Well, maybe if I concentrated on it, I could be smart and abstract, too. It would be like taking up occupancy in another brain. I’d shed the aspects of me that you’d rejected—the “controlling,” “dependent,” “childish” ones—and adapt new characteristics. I’d be completely different from the person who’d lost you.
Exotic, et cetera, cannot be grafted. In ten weeks, I went to my yoga class twice.
APRIL 5
“It could happen to anyone,” I said, “and does.”
I’d stopped by to see June’s new bachelor house. She was beside herself, sitting in her lovely sunny breakfast nook with a magnifying glass and a small plastic container. She’d show me the house in a minute; first, there was something more compelling she wanted to talk to me about.
For the last week, she’d been driven crazy by itching, an allergy, probably. To what, she couldn’t say. She had no new soaps, no new underwear, no new nightgowns or sheets. But the itch persisted and kept her up at night. She called her doctor who, after persistent questioning, asked her whether she’d seen anything in her underwear, anything at all. No, she said, but … well, there were these tiny sandy-colored dots, pin-sized.
“Look carefully,” the doctor said. “They probably move.”
Move? A slowly dawning truth that turns the stomach: crabs. Of all people, June. So well-bred. So well-scrubbed. She had stopped seeing Klaus, as she knew she would, but not soon enough. He was apologetic, of course. Klaus is nothing if not gentlemanly—though an exception could certainly be made for this little incident. And he always did have a great sense of humor. That afternoon, he had delivered some flowers and a card.
June showed me the card. On the front was a large penguin wearing a formal dinner jacket and carrying a silver tray of delectables. Inside, it said, “Just because you have crabs doesn’t mean you’re an expert on seafood.”
Frankly, I thought it was hilarious. June did, too, although she refused to say so. “Look,” she said, handing me the magnifying glass. “I’ve been picking them off. Even after using this medicated shampoo, some of them are still alive.”
I peered into the dish. Like June, I was repelled but intensely curious. Sure enough, they were moving. Slowly and sideways, like real crabs. An undignified moment in an undignified stage of life. Somehow, we would all get through it.
I love talking to June now. She’s so forthright, so earnest. I don’t know anyone else who can talk about sex so openly, and without a trace of embarrassment.
I miss Harvey and June together. I miss the late nights and the talking and the big jugs of bad wine. I miss the occasions. They always rose to an occasion, playing off each other with an appreciation that never seemed false.
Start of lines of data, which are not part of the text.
#![allow(clippy::float_cmp)]

//! The edit protocol: edit variables, suggest/resolve loops, nested
//! sessions, and stay interaction.

use truss_core::{Solver, SolverError};
use truss_expr::{Strength, Variable};

fn assert_near(actual: f64, expected: f64) {
    assert!(
        (actual - expected).abs() < 1e-6,
        "expected {expected}, got {actual}"
    );
}

/// Suggested values land after resolve, and the last one survives
/// `end_edit` with the edit constraint gone.
#[test]
fn suggest_resolve_end_edit() {
    let mut solver = Solver::new();
    let x = Variable::new("x");
    solver.add_stay(&x).expect("stay x");

    solver.add_edit_var(&x).expect("edit x");
    assert!(solver.has_edit_var(&x));
    solver.begin_edit().expect("begin");

    solver.suggest_value(&x, 30.0).expect("suggest 30");
    solver.resolve().expect("resolve");
    assert_near(x.value(), 30.0);

    solver.suggest_value(&x, -5.0).expect("suggest -5");
    solver.resolve().expect("resolve");
    assert_near(x.value(), -5.0);

    solver.end_edit().expect("end");
    assert_near(x.value(), -5.0);
    assert!(!solver.has_edit_var(&x));
    assert_eq!(solver.num_edit_vars(), 0);
}

/// An edit drags dependent variables through required constraints.
#[test]
fn edit_propagates_through_required_chain() {
    let mut solver = Solver::new();
    let x = Variable::new("x");
    let y = Variable::new("y");
    solver.add_stay(&x).expect("stay x");
    solver.add_stay(&y).expect("stay y");
    solver
        .add_constraint(&y.eq_expr(&(x.clone() + 2.0)))
        .expect("y = x + 2");

    solver.add_edit_var(&x).expect("edit x");
    solver.begin_edit().expect("begin");
    solver.suggest_value(&x, 5.0).expect("suggest");
    solver.resolve().expect("resolve");
    assert_near(x.value(), 5.0);
    assert_near(y.value(), 7.0);
    solver.end_edit().expect("end");

    assert_near(x.value(), 5.0);
    assert_near(y.value(), 7.0);
}

/// Several edit variables can move within one session.
#[test]
fn multi_variable_edit() {
    let mut solver = Solver::new();
    let x = Variable::new("x");
    let y = Variable::new("y");
    solver.add_stay(&x).expect("stay x");
    solver.add_stay(&y).expect("stay y");

    solver.add_edit_var(&x).expect("edit x");
    solver.add_edit_var(&y).expect("edit y");
    solver.begin_edit().expect("begin");
    solver.suggest_value(&x, 3.0).expect("suggest x");
    solver.suggest_value(&y, -4.0).expect("suggest y");
    solver.resolve().expect("resolve");
    assert_near(x.value(), 3.0);
    assert_near(y.value(), -4.0);
    solver.end_edit().expect("end");
    assert_eq!(solver.num_edit_vars(), 0);
}

/// Inner sessions unwind only the edit variables they introduced.
#[test]
fn nested_edit_sessions() {
    let mut solver = Solver::new();
    let x = Variable::new("x");
    let y = Variable::new("y");
    solver.add_stay(&x).expect("stay x");
    solver.add_stay(&y).expect("stay y");

    solver.add_edit_var(&x).expect("edit x");
    solver.begin_edit().expect("outer begin");
    solver.suggest_value(&x, 10.0).expect("suggest x");
    solver.resolve().expect("resolve");
    assert_near(x.value(), 10.0);

    solver.add_edit_var(&y).expect("edit y");
    solver.begin_edit().expect("inner begin");
    solver.suggest_value(&y, 20.0).expect("suggest y");
    solver.resolve().expect("resolve");
    assert_near(y.value(), 20.0);
    solver.end_edit().expect("inner end");

    // The inner session took its edit variable with it; the outer one
    // still responds.
    assert!(!solver.has_edit_var(&y));
    assert!(solver.has_edit_var(&x));
    solver.suggest_value(&x, 15.0).expect("suggest x again");
    solver.resolve().expect("resolve");
    assert_near(x.value(), 15.0);
    assert_near(y.value(), 20.0);

    solver.end_edit().expect("outer end");
    assert_eq!(solver.num_edit_vars(), 0);
    assert_near(x.value(), 15.0);
    assert_near(y.value(), 20.0);
}

/// A resolve with no pending suggestions is a no-op.
#[test]
fn resolve_without_suggestions() {
    let mut solver = Solver::new();
    let x = Variable::new("x");
    solver.add_stay(&x).expect("stay x");
    solver.add_edit_var(&x).expect("edit x");
    solver.begin_edit().expect("begin");
    solver.resolve().expect("resolve");
    assert_near(x.value(), 0.0);
    solver.end_edit().expect("end");
}

/// One-shot convenience drives the full add/begin/suggest/end cycle.
#[test]
fn set_edited_value_round_trip() {
    let mut solver = Solver::new();
    let x = Variable::new("x");
    solver.add_stay(&x).expect("stay x");

    solver.set_edited_value(&x, 42.0).expect("set 42");
    assert_near(x.value(), 42.0);
    assert_eq!(solver.num_edit_vars(), 0);

    // Suggesting the current value is a no-op without an edit session.
    solver.set_edited_value(&x, 42.0).expect("set 42 again");
    assert_near(x.value(), 42.0);
}

/// Unknown variables are assigned directly instead of edited.
#[test]
fn set_edited_value_on_unknown_variable() {
    let mut solver = Solver::new();
    let x = Variable::new("x");
    solver.set_edited_value(&x, 9.0).expect("set");
    assert_near(x.value(), 9.0);
    assert!(!solver.contains_variable(&x));
}

/// Protocol misuse surfaces as errors rather than corrupting state.
#[test]
fn protocol_misuse_is_reported() {
    let mut solver = Solver::new();
    let x = Variable::new("x");
    let y = Variable::new("y");
    solver.add_stay(&x).expect("stay x");

    // No edit variables registered yet.
    assert!(matches!(
        solver.begin_edit(),
        Err(SolverError::Internal(_))
    ));
    assert!(matches!(
        solver.end_edit(),
        Err(SolverError::Internal(_))
    ));
    assert!(matches!(
        solver.suggest_value(&y, 1.0),
        Err(SolverError::Internal(_))
    ));

    // Edits may not be required-strength, and not duplicated.
    assert!(matches!(
        solver.add_edit_var_with(&x, Strength::Required),
        Err(SolverError::Internal(_))
    ));
    solver.add_edit_var(&x).expect("edit x");
    assert_eq!(
        solver.add_edit_var(&x),
        Err(SolverError::DuplicateConstraint)
    );

    // A session must be opened before it can be closed.
    assert!(matches!(
        solver.end_edit(),
        Err(SolverError::Internal(_))
    ));
}

/// Edits at weaker strengths lose against stronger constraints.
#[test]
fn weak_edit_defers_to_strong_constraint() {
    let mut solver = Solver::new();
    let x = Variable::new("x");
    solver.add_stay(&x).expect("stay x");
    solver
        .add_constraint(&x.eq_scalar(100.0).with_strength(Strength::Strong))
        .expect("x = 100 strong");
    assert_near(x.value(), 100.0);

    solver
        .add_edit_var_with(&x, Strength::Medium)
        .expect("medium edit");
    solver.begin_edit().expect("begin");
    solver.suggest_value(&x, 0.0).expect("suggest 0");
    solver.resolve().expect("resolve");
    // The strong equality outweighs the medium edit.
    assert_near(x.value(), 100.0);
    solver.end_edit().expect("end");
}

/// Stays re-anchor at the edited value, so the variable does not snap
/// back when the edit ends.
#[test]
fn stays_reanchor_after_edit() {
    let mut solver = Solver::new();
    let x = Variable::new("x");
    let y = Variable::new("y");
    solver.add_stay(&x).expect("stay x");
    solver.add_stay(&y).expect("stay y");

    solver.set_edited_value(&x, 25.0).expect("edit x");
    assert_near(x.value(), 25.0);
    assert_near(y.value(), 0.0);

    // A later solve leaves the edited value in place.
    solver.solve().expect("solve");
    assert_near(x.value(), 25.0);
}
They were a golden couple by night, two completely extraordinary people. By day they were just another couple who couldn’t get along, who were willfully at odds. It was her silence pitted against his fury, his chaos and her secretiveness, his romanticism and her pragmatism, his fat and her hyperactivity, and finally, devastatingly, his blind adoration and her revulsion.
As time goes by, it gets harder and harder to imagine that Harvey and June were once part of the same marriage, or, for that matter, that they could have participated in the same conversations. What sends a chill up my spine is that I know it’s been said of us.
MAY 3
It’s awkward, having the same travel agent. So poor Shirley has a conflict of interest. You ask not to be seated next to me on the way out to Ann Arbor. I ask to be seated next to you. Whose request should be honored? Who’s the troublemaker here? Is it the estranged wife who’s only trying to be friends? Or is it the estranged husband who’s only trying to be enemies?
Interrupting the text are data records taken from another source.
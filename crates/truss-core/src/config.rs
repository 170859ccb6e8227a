//! Solver configuration types.

/// Configuration options for solver behavior.
#[derive(Debug, Clone)]
pub struct SolverConfig {
    /// Re-optimize and write back external values after every structural
    /// mutation. Disable for batch loading, then call
    /// [`crate::Solver::solve`] once.
    pub auto_solve: bool,
    /// Upper bound on pivots per optimization pass. `None` means no
    /// limit; when exceeded the pass aborts with an internal error.
    pub pivot_limit: Option<u64>,
}

impl SolverConfig {
    /// Create a new configuration with all defaults.
    pub fn new() -> Self {
        Self::default()
    }

    /// Enable or disable automatic re-solving.
    pub fn with_auto_solve(mut self, enabled: bool) -> Self {
        self.auto_solve = enabled;
        self
    }

    /// Set the pivot limit per optimization pass.
    pub fn with_pivot_limit(mut self, limit: u64) -> Self {
        self.pivot_limit = Some(limit);
        self
    }

    /// Check if this configuration is all defaults.
    pub fn is_default(&self) -> bool {
        self.auto_solve && self.pivot_limit.is_none()
    }
}

impl Default for SolverConfig {
    fn default() -> Self {
        Self {
            auto_solve: true,
            pivot_limit: None,
        }
    }
}

#[cfg(test)]
mod tests {
    use super::SolverConfig;

    #[test]
    fn test_config_new_is_default() {
        let config = SolverConfig::new();
        assert!(config.is_default());
        assert!(config.auto_solve);
        assert_eq!(config.pivot_limit, None);
    }

    #[test]
    fn test_config_builder_pattern() {
        let config = SolverConfig::new()
            .with_auto_solve(false)
            .with_pivot_limit(10_000);
        assert!(!config.is_default());
        assert!(!config.auto_solve);
        assert_eq!(config.pivot_limit, Some(10_000));
    }

    #[test]
    fn test_config_partial_is_not_default() {
        let config = SolverConfig::new().with_pivot_limit(5);
        assert!(!config.is_default());
        assert!(config.auto_solve);
    }
}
My determination to be friends, to not let our divorce develop into a great continental divide, reminds me of my father during those hideous last months of my parents’ marriage. My mother, who always maintained that silence was the ultimate weapon, had a habit of sulking, of drifting into a silent-movie routine, wordlessly placing his breakfast in front of him, including, on one occasion, an entire grapefruit, a big, yellow, uncut ball. My father always suspected that she stole that from Imogene Coca and Sid Caesar, but wouldn’t have dared to bring it up.
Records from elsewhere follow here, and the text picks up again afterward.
//! Variable handles and their solver-facing capabilities.

use std::cell::Cell;
use std::cmp::Ordering;
use std::fmt;
use std::hash::{Hash, Hasher};
use std::rc::Rc;
use std::sync::atomic::{AtomicU64, Ordering as AtomicOrdering};

static NEXT_VARIABLE_ID: AtomicU64 = AtomicU64::new(1);

fn next_variable_id() -> u64 {
    NEXT_VARIABLE_ID.fetch_add(1, AtomicOrdering::Relaxed)
}

/// Role of a variable inside the tableau.
///
/// The kind fixes the capability flags the solver consults: external
/// variables are the client-visible decision variables, slack variables
/// absorb inequality and error terms, dummy variables are inert removal
/// markers for required equalities, and objective variables head cost rows.
#[derive(Debug, Clone, Copy, PartialEq, Eq, Hash)]
pub enum VariableKind {
    External,
    Slack,
    Dummy,
    Objective,
}

impl VariableKind {
    pub fn as_str(self) -> &'static str {
        match self {
            VariableKind::External => "external",
            VariableKind::Slack => "slack",
            VariableKind::Dummy => "dummy",
            VariableKind::Objective => "objective",
        }
    }
}

#[derive(Debug)]
struct VarData {
    id: u64,
    name: String,
    kind: VariableKind,
    value: Cell<f64>,
}

/// A named variable handle, compared by identity.
///
/// Cloning a `Variable` clones the handle, not the variable: all clones
/// refer to the same underlying entity, and two variables created with the
/// same name remain distinct. External variables carry the current solution
/// value; the solver writes it back after each solve or resolve.
#[derive(Debug, Clone)]
pub struct Variable(Rc<VarData>);

impl Variable {
    /// Create an external (decision) variable with value 0.
    pub fn new(name: impl Into<String>) -> Self {
        Self::with_value(name, 0.0)
    }

    /// Create an external (decision) variable with an initial value.
    pub fn with_value(name: impl Into<String>, value: f64) -> Self {
        Self::make(name, VariableKind::External, value)
    }

    /// Create a slack variable (restricted, pivotable).
    pub fn slack(name: impl Into<String>) -> Self {
        Self::make(name, VariableKind::Slack, 0.0)
    }

    /// Create a dummy variable (restricted, never pivoted).
    pub fn dummy(name: impl Into<String>) -> Self {
        Self::make(name, VariableKind::Dummy, 0.0)
    }

    /// Create an objective variable.
    pub fn objective(name: impl Into<String>) -> Self {
        Self::make(name, VariableKind::Objective, 0.0)
    }

    fn make(name: impl Into<String>, kind: VariableKind, value: f64) -> Self {
        Variable(Rc::new(VarData {
            id: next_variable_id(),
            name: name.into(),
            kind,
            value: Cell::new(value),
        }))
    }

    /// Process-unique identity of this variable.
    pub fn id(&self) -> u64 {
        self.0.id
    }

    pub fn name(&self) -> &str {
        &self.0.name
    }

    pub fn kind(&self) -> VariableKind {
        self.0.kind
    }

    /// Current value. Meaningful for external variables only; internal
    /// variables always report 0.
    pub fn value(&self) -> f64 {
        self.0.value.get()
    }

    /// Overwrite the stored value. The solver uses this during write-back;
    /// clients may use it to seed a value before the variable enters the
    /// solver.
    pub fn set_value(&self, value: f64) {
        self.0.value.set(value);
    }

    /// Client-visible decision variable.
    pub fn is_external(&self) -> bool {
        self.0.kind == VariableKind::External
    }

    /// Implicitly constrained to be non-negative.
    pub fn is_restricted(&self) -> bool {
        matches!(self.0.kind, VariableKind::Slack | VariableKind::Dummy)
    }

    /// Eligible to enter the basis during optimization.
    pub fn is_pivotable(&self) -> bool {
        self.0.kind == VariableKind::Slack
    }

    /// Inert removal marker; never pivoted.
    pub fn is_dummy(&self) -> bool {
        self.0.kind == VariableKind::Dummy
    }
}

impl fmt::Display for Variable {
    fn fmt(&self, f: &mut fmt::Formatter<'_>) -> fmt::Result {
        write!(f, "{}", self.0.name)
    }
}

impl PartialEq for Variable {
    fn eq(&self, other: &Self) -> bool {
        self.0.id == other.0.id
    }
}

impl Eq for Variable {}

impl PartialOrd for Variable {
    fn partial_cmp(&self, other: &Self) -> Option<Ordering> {
        Some(self.cmp(other))
    }
}

impl Ord for Variable {
    fn cmp(&self, other: &Self) -> Ordering {
        self.0.id.cmp(&other.0.id)
    }
}

impl Hash for Variable {
    fn hash<H: Hasher>(&self, state: &mut H) {
        self.0.id.hash(state);
    }
}

#[cfg(test)]
#[allow(clippy::float_cmp)]
mod tests {
    use super::{Variable, VariableKind};

    #[test]
    fn capability_table() {
        let x = Variable::new("x");
        assert!(x.is_external());
        assert!(!x.is_restricted());
        assert!(!x.is_pivotable());
        assert!(!x.is_dummy());

        let s = Variable::slack("s1");
        assert!(!s.is_external());
        assert!(s.is_restricted());
        assert!(s.is_pivotable());
        assert!(!s.is_dummy());

        let d = Variable::dummy("d1");
        assert!(!d.is_external());
        assert!(d.is_restricted());
        assert!(!d.is_pivotable());
        assert!(d.is_dummy());

        let z = Variable::objective("z");
        assert!(!z.is_external());
        assert!(!z.is_restricted());
        assert!(!z.is_pivotable());
        assert!(!z.is_dummy());
    }

    #[test]
    fn identity_not_name_equality() {
        let a = Variable::new("x");
        let b = Variable::new("x");
        assert_ne!(a, b);
        assert_eq!(a, a.clone());
    }

    #[test]
    fn creation_order_is_total_order() {
        let a = Variable::new("a");
        let b = Variable::new("b");
        assert!(a < b);
        assert!(a.id() < b.id());
    }

    #[test]
    fn value_roundtrip_through_clone() {
        let x = Variable::with_value("x", 2.5);
        let alias = x.clone();
        assert_eq!(alias.value(), 2.5);
        x.set_value(-7.0);
        assert_eq!(alias.value(), -7.0);
    }

    #[test]
    fn kind_as_str() {
        assert_eq!(VariableKind::External.as_str(), "external");
        assert_eq!(VariableKind::Slack.as_str(), "slack");
        assert_eq!(VariableKind::Dummy.as_str(), "dummy");
        assert_eq!(VariableKind::Objective.as_str(), "objective");
    }
}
For weeks at a time, the Woman Without Words, as my father called her, could not be reached for comment. Finally, my father had decided he’d had enough. “All right,” he said. “I’ve tried to be friends. If you don’t want to be friends, the hell with you.”
I may get to that point, too. In the meantime I’ll just say that college graduations are just the beginning of many events in which we will appear as separate agents, rather than two people united in a journey that has brought something wonderful to fruition. Somehow, we’re going to have to make that adjustment without ruining the occasion for our children. Sit next to someone else on the plane if you want to, but at the graduation be with me. That day is for Peter.
JUNE 10
We don’t have sin anymore, you know. That has to be one of my all-time favorite lines, especially coming as it did from the lips of my mother. She’s going to be living in the formerly sinful state, on the west coast of Florida, with Fred. She’s sure that “tongues will wag” in the building where he lives, but she says this in the most mischievous way. She’s thrilled with herself, and I’m thrilled for her.
I also wonder if our impending divorce has given her permission, whether until now she thought she needed to be a model for us of lifelong dedication to one partner. No matter that that partner was remarried, or even, that eventually, and in his own grand style, he died. The role of martyr wasn’t exactly a struggle for her, as we know; she had a natural proclivity. That she’s finally outgrown it has been her greatest gift to me. I’m sending her off with some new sheets and towels, just like a bride.
JUNE 28
Leon has forwarded a copy of your letter to me, written, I gather, under the direction of one Ms. Glass. You’ll receive our response in a day or two, but I’d like to address one portion of your conditions directly, and that is the part that draws a cause-and-effect relationship between your continued payment of utilities and the possibility, in the future, of my “cohabiting with a man.”
It strikes me, apart from its legal haughtiness, as a rather cozy phrase. I like its juicy intent. I hope you won’t mind, then, if I pass it on to my mother, who in her renewed vigor will soon be doing same.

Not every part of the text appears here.